Data items:

// The fixed 1016-byte bTCP segment: header, composite checksum, padded
// payload. See the data model section of the specification for the
// exact byte layout.

use crate::error::Error;

// Meaningful payload bytes allowed in a single segment.
pub const MAX_PAYLOAD: usize = 1000;
// Header size on the wire, before the composite checksum.
pub const HEADER_LEN: usize = 12;
// Size of the composite checksum field.
pub const CHECKSUM_LEN: usize = 4;
// Total on-the-wire segment size.
pub const SEGMENT_LEN: usize = HEADER_LEN + CHECKSUM_LEN + MAX_PAYLOAD;

bitflags::bitflags! {
    #[derive(Clone, Copy, Debug, PartialEq, Eq, Default)]
    pub struct Flags: u8 {
        const SYN = 0b001;
        const ACK = 0b010;
        const FIN = 0b100;
    }
}

// The 12-byte header, before the composite checksum.
#[derive(Debug, Clone, Copy, PartialEq, Eq)]
pub struct Header {
    pub stream_id: u32,
    pub syn_number: u16,
    pub ack_number: u16,
    pub flags: Flags,
    pub window_size: u8,
    pub data_length: u16,
}

impl Header {
    fn to_bytes(self) -> [u8; HEADER_LEN] {
        let mut bytes = [0u8; HEADER_LEN];
        bytes[0..4].copy_from_slice(&self.stream_id.to_be_bytes());
        bytes[4..6].copy_from_slice(&self.syn_number.to_be_bytes());
        bytes[6..8].copy_from_slice(&self.ack_number.to_be_bytes());
        bytes[8] = self.flags.bits();
        bytes[9] = self.window_size;
        bytes[10..12].copy_from_slice(&self.data_length.to_be_bytes());
        bytes
    }

    fn from_bytes(bytes: &[u8; HEADER_LEN]) -> Header {
        Header {
            stream_id: u32::from_be_bytes(bytes[0..4].try_into().unwrap()),
            syn_number: u16::from_be_bytes(bytes[4..6].try_into().unwrap()),
            ack_number: u16::from_be_bytes(bytes[6..8].try_into().unwrap()),
            flags: Flags::from_bits_truncate(bytes[8]),
            window_size: bytes[9],
            data_length: u16::from_be_bytes(bytes[10..12].try_into().unwrap()),
        }
    }
}

// A decoded bTCP segment: header plus the meaningful payload bytes
// (never the zero padding).
#[derive(Debug, Clone, PartialEq, Eq)]
pub struct Segment {
    pub header: Header,
    pub payload: Vec<u8>,
}

impl Segment {
    // Builds a segment, rejecting payloads that would not fit in a
    // single segment.
    pub fn new(
        stream_id: u32,
        syn_number: u16,
        ack_number: u16,
        flags: Flags,
        window_size: u8,
        payload: Vec<u8>,
    ) -> Result<Segment, Error> {
        if payload.len() > MAX_PAYLOAD {
            return Err(Error::PayloadTooLarge {
                len: payload.len(),
                max: MAX_PAYLOAD,
            });
        }

        Ok(Segment {
            header: Header {
                stream_id,
                syn_number,
                ack_number,
                flags,
                window_size,
                data_length: payload.len() as u16,
            },
            payload,
        })
    }

    pub fn is_syn(&self) -> bool {
        self.header.flags.contains(Flags::SYN)
    }

    pub fn is_ack(&self) -> bool {
        self.header.flags.contains(Flags::ACK)
    }

    pub fn is_fin(&self) -> bool {
        self.header.flags.contains(Flags::FIN)
    }

    // A data segment has all flag bits clear.
    pub fn is_data(&self) -> bool {
        self.header.flags.is_empty()
    }

    // Serializes the segment to its fixed 1016-byte wire form:
    // `header (12) ∥ composite checksum (4) ∥ payload padded to 1000`.
    pub fn encode(&self) -> [u8; SEGMENT_LEN] {
        let header_bytes = self.header.to_bytes();

        let mut out = [0u8; SEGMENT_LEN];
        out[0..HEADER_LEN].copy_from_slice(&header_bytes);

        let payload_start = HEADER_LEN + CHECKSUM_LEN;
        out[payload_start..payload_start + self.payload.len()].copy_from_slice(&self.payload);

        let checksum = composite_checksum(&header_bytes, &self.payload);
        out[HEADER_LEN..payload_start].copy_from_slice(&checksum.to_be_bytes());

        out
    }

    // Parses a 1016-byte wire segment, validating the composite CRC-32
    // over `header ∥ meaningful payload`. A mismatch (whether from a
    // flipped header bit, a flipped payload bit, or a corrupted
    // `data_length` field pointing at garbage) is reported uniformly as
    // [`Error::ChecksumMismatch`].
    pub fn decode(bytes: &[u8; SEGMENT_LEN]) -> Result<Segment, Error> {
        let header_bytes: [u8; HEADER_LEN] = bytes[0..HEADER_LEN].try_into().unwrap();
        let header = Header::from_bytes(&header_bytes);

        let checksum_start = HEADER_LEN;
        let payload_start = HEADER_LEN + CHECKSUM_LEN;
        let claimed_checksum = u32::from_be_bytes(
            bytes[checksum_start..payload_start].try_into().unwrap(),
        );

        let data_length = header.data_length as usize;
        if data_length > MAX_PAYLOAD || payload_start + data_length > SEGMENT_LEN {
            return Err(Error::ChecksumMismatch);
        }
        let payload = &bytes[payload_start..payload_start + data_length];

        if composite_checksum(&header_bytes, payload) != claimed_checksum {
            return Err(Error::ChecksumMismatch);
        }

        Ok(Segment {
            header,
            payload: payload.to_vec(),
        })
    }
}

// CRC-32 (ISO 3309 / zlib polynomial) over `header_bytes ∥ meaningful
// payload`, the "composite checksum" of the wire format.
fn composite_checksum(header_bytes: &[u8; HEADER_LEN], payload: &[u8]) -> u32 {
    let mut hasher = crc32fast::Hasher::new();
    hasher.update(header_bytes);
    hasher.update(payload);
    hasher.finalize()
}

#[cfg(test)]
mod tests {
    use super::*;

    fn header(id: u32, syn: u16, ack: u16, flags: u8, window: u8, len: u16) -> Header {
        Header {
            stream_id: id,
            syn_number: syn,
            ack_number: ack,
            flags: Flags::from_bits_truncate(flags),
            window_size: window,
            data_length: len,
        }
    }

    #[test]
    fn header_serialization_is_big_endian() {
        let h = header(1, 2, 3, 4, 5, 6);
        assert_eq!(
            h.to_bytes(),
            [0, 0, 0, 1, 0, 2, 0, 3, 4, 5, 0, 6],
        );
    }

    #[test]
    fn padding_fills_to_fixed_size() {
        let seg = Segment::new(1, 2, 3, Flags::from_bits_truncate(4), 5, b"short payload".to_vec())
            .unwrap();
        assert_eq!(seg.encode().len(), SEGMENT_LEN);
    }

    #[test]
    fn round_trips_through_encode_decode() {
        let seg = Segment::new(1, 2, 3, Flags::from_bits_truncate(4), 5, b"payload".to_vec())
            .unwrap();
        let encoded = seg.encode();
        assert_eq!(Segment::decode(&encoded).unwrap(), seg);
    }

    #[test]
    fn header_mutation_breaks_the_checksum() {
        let seg = Segment::new(1, 2, 3, Flags::from_bits_truncate(4), 5, b"payload".to_vec())
            .unwrap();
        let mut encoded = seg.encode();
        // Flip a bit in syn_number's low byte, leaving everything else untouched.
        encoded[5] ^= 0x01;
        assert!(matches!(Segment::decode(&encoded), Err(Error::ChecksumMismatch)));
    }

    #[test]
    fn checksum_field_mutation_is_caught() {
        let seg = Segment::new(1, 2, 3, Flags::from_bits_truncate(4), 5, b"payload".to_vec())
            .unwrap();
        let mut encoded = seg.encode();
        encoded[HEADER_LEN..HEADER_LEN + CHECKSUM_LEN].copy_from_slice(&[0, 0, 0, 0]);
        assert!(matches!(Segment::decode(&encoded), Err(Error::ChecksumMismatch)));
    }

    #[test]
    fn boundary_payload_lengths_round_trip() {
        for len in [0usize, 1, 999, 1000] {
            let seg = Segment::new(1, 0, 0, Flags::empty(), 1, vec![0xAB; len]).unwrap();
            let encoded = seg.encode();
            let decoded = Segment::decode(&encoded).unwrap();
            assert_eq!(decoded.payload.len(), len);
        }
    }

    #[test]
    fn oversized_payload_is_rejected_at_construction() {
        let err = Segment::new(1, 0, 0, Flags::empty(), 1, vec![0u8; 1001]).unwrap_err();
        assert!(matches!(err, Error::PayloadTooLarge { len: 1001, max: MAX_PAYLOAD }));
    }

    #[test]
    fn data_segment_has_no_flags_set() {
        let seg = Segment::new(1, 0, 0, Flags::empty(), 1, vec![]).unwrap();
        assert!(seg.is_data());
        assert!(!seg.is_syn() && !seg.is_ack() && !seg.is_fin());
    }
}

■ ACTIVITY ■
Where does the string "before" appear in the records? Copy every line that holds it.

■ FINAL ANSWER ■
// Header size on the wire, before the composite checksum.
// The 12-byte header, before the composite checksum.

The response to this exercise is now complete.